══ Dataset entries ══

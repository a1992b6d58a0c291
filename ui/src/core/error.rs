//! Error types shared by the data sources and preference storage.

use thiserror::Error;

/// Failure while reading standings, metadata or a character history.
#[derive(Error, Debug)]
pub enum FetchError {
    #[error("{url} answered with HTTP {status}")]
    Status { url: String, status: u16 },

    #[error("Network error: {0}")]
    Network(String),

    #[error("Malformed data: {0}")]
    Decode(#[from] serde_json::Error),

    #[error("IO error: {0}")]
    Io(#[from] std::io::Error),

    #[error("{0} unavailable")]
    Unavailable(&'static str),
}

/// Failure while reading or writing persisted preferences.
#[derive(Error, Debug)]
pub enum StorageError {
    #[error("IO error: {0}")]
    Io(#[from] std::io::Error),

    #[error("Couldn't encode preferences: {0}")]
    Encode(#[from] serde_json::Error),

    #[error("{0} unavailable")]
    Unavailable(&'static str),
}
//! Persisted view state survives a corrupted field without losing the rest.

use ui::core::config::VIEW_STATE_KEY;
use ui::core::ladder::{Column, IntervalLabel, SortDirection, SortKey};
use ui::core::storage::{load_view_state, save_view_state, MemoryStore};
use ui::core::view_state::{ViewAction, ViewState};

#[test]
fn corrupted_field_falls_back_alone() {
    let mut state = ViewState::default();
    state.apply(ViewAction::SetLadderInterval(IntervalLabel::FourHours));
    state.apply(ViewAction::SortBy(SortKey::XpRate));
    state.apply(ViewAction::Select(Some("Aelra".into())));
    state.apply(ViewAction::ToggleCompare("Aelra".into()));
    state.apply(ViewAction::ToggleCompare("Brom".into()));
    state.apply(ViewAction::ToggleColumn(Column::Account));

    let mut blob: serde_json::Value =
        serde_json::from_str(&state.to_json().unwrap()).unwrap();
    blob["time_window_secs"] = serde_json::json!("a week");
    blob["unknown_future_field"] = serde_json::json!(42);

    let store = MemoryStore::with_entry(VIEW_STATE_KEY, &blob.to_string());
    let restored = load_view_state(&store, VIEW_STATE_KEY);

    assert_eq!(restored.time_window_secs, ViewState::default().time_window_secs);
    assert_eq!(restored.ladder_interval, IntervalLabel::FourHours);
    assert_eq!(restored.sort_key, SortKey::XpRate);
    assert_eq!(restored.sort_direction, SortDirection::Descending);
    assert_eq!(restored.selected.as_deref(), Some("Aelra"));
    assert_eq!(restored.compare, vec!["Aelra".to_string(), "Brom".to_string()]);
    assert!(restored.is_hidden(Column::Account));
}

#[test]
fn saved_state_round_trips_through_the_store() {
    let mut store = MemoryStore::new();
    let mut state = ViewState::default();
    state.apply(ViewAction::SetSearch("frost".into()));
    state.apply(ViewAction::SetRateInterval(600));
    save_view_state(&mut store, VIEW_STATE_KEY, &state).unwrap();
    assert_eq!(load_view_state(&store, VIEW_STATE_KEY), state);
}

#[test]
fn non_object_blob_restores_defaults() {
    let store = MemoryStore::with_entry(VIEW_STATE_KEY, "[1, 2, 3]");
    assert_eq!(load_view_state(&store, VIEW_STATE_KEY), ViewState::default());
}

═══

The answer must consist of every entry, set down exactly as given.

> _Response area_
repository a1992b6d58a0c291
filename ui/src/core/error.rs
//! Error types shared by the data sources and preference storage.

use thiserror::Error;

/// Failure while reading standings, metadata or a character history.
#[derive(Error, Debug)]
pub enum FetchError {
    #[error("{url} answered with HTTP {status}")]
    Status { url: String, status: u16 },

    #[error("Network error: {0}")]
    Network(String),

    #[error("Malformed data: {0}")]
    Decode(#[from] serde_json::Error),

    #[error("IO error: {0}")]
    Io(#[from] std::io::Error),

    #[error("{0} unavailable")]
    Unavailable(&'static str),
}

/// Failure while reading or writing persisted preferences.
#[derive(Error, Debug)]
pub enum StorageError {
    #[error("IO error: {0}")]
    Io(#[from] std::io::Error),

    #[error("Couldn't encode preferences: {0}")]
    Encode(#[from] serde_json::Error),

    #[error("{0} unavailable")]
    Unavailable(&'static str),
}
//! Persisted view state survives a corrupted field without losing the rest.

use ui::core::config::VIEW_STATE_KEY;
use ui::core::ladder::{Column, IntervalLabel, SortDirection, SortKey};
use ui::core::storage::{load_view_state, save_view_state, MemoryStore};
use ui::core::view_state::{ViewAction, ViewState};

#[test]
fn corrupted_field_falls_back_alone() {
    let mut state = ViewState::default();
    state.apply(ViewAction::SetLadderInterval(IntervalLabel::FourHours));
    state.apply(ViewAction::SortBy(SortKey::XpRate));
    state.apply(ViewAction::Select(Some("Aelra".into())));
    state.apply(ViewAction::ToggleCompare("Aelra".into()));
    state.apply(ViewAction::ToggleCompare("Brom".into()));
    state.apply(ViewAction::ToggleColumn(Column::Account));

    let mut blob: serde_json::Value =
        serde_json::from_str(&state.to_json().unwrap()).unwrap();
    blob["time_window_secs"] = serde_json::json!("a week");
    blob["unknown_future_field"] = serde_json::json!(42);

    let store = MemoryStore::with_entry(VIEW_STATE_KEY, &blob.to_string());
    let restored = load_view_state(&store, VIEW_STATE_KEY);

    assert_eq!(restored.time_window_secs, ViewState::default().time_window_secs);
    assert_eq!(restored.ladder_interval, IntervalLabel::FourHours);
    assert_eq!(restored.sort_key, SortKey::XpRate);
    assert_eq!(restored.sort_direction, SortDirection::Descending);
    assert_eq!(restored.selected.as_deref(), Some("Aelra"));
    assert_eq!(restored.compare, vec!["Aelra".to_string(), "Brom".to_string()]);
    assert!(restored.is_hidden(Column::Account));
}

#[test]
fn saved_state_round_trips_through_the_store() {
    let mut store = MemoryStore::new();
    let mut state = ViewState::default();
    state.apply(ViewAction::SetSearch("frost".into()));
    state.apply(ViewAction::SetRateInterval(600));
    save_view_state(&mut store, VIEW_STATE_KEY, &state).unwrap();
    assert_eq!(load_view_state(&store, VIEW_STATE_KEY), state);
}

#[test]
fn non_object_blob_restores_defaults() {
    let store = MemoryStore::with_entry(VIEW_STATE_KEY, "[1, 2, 3]");
    assert_eq!(load_view_state(&store, VIEW_STATE_KEY), ViewState::default());
}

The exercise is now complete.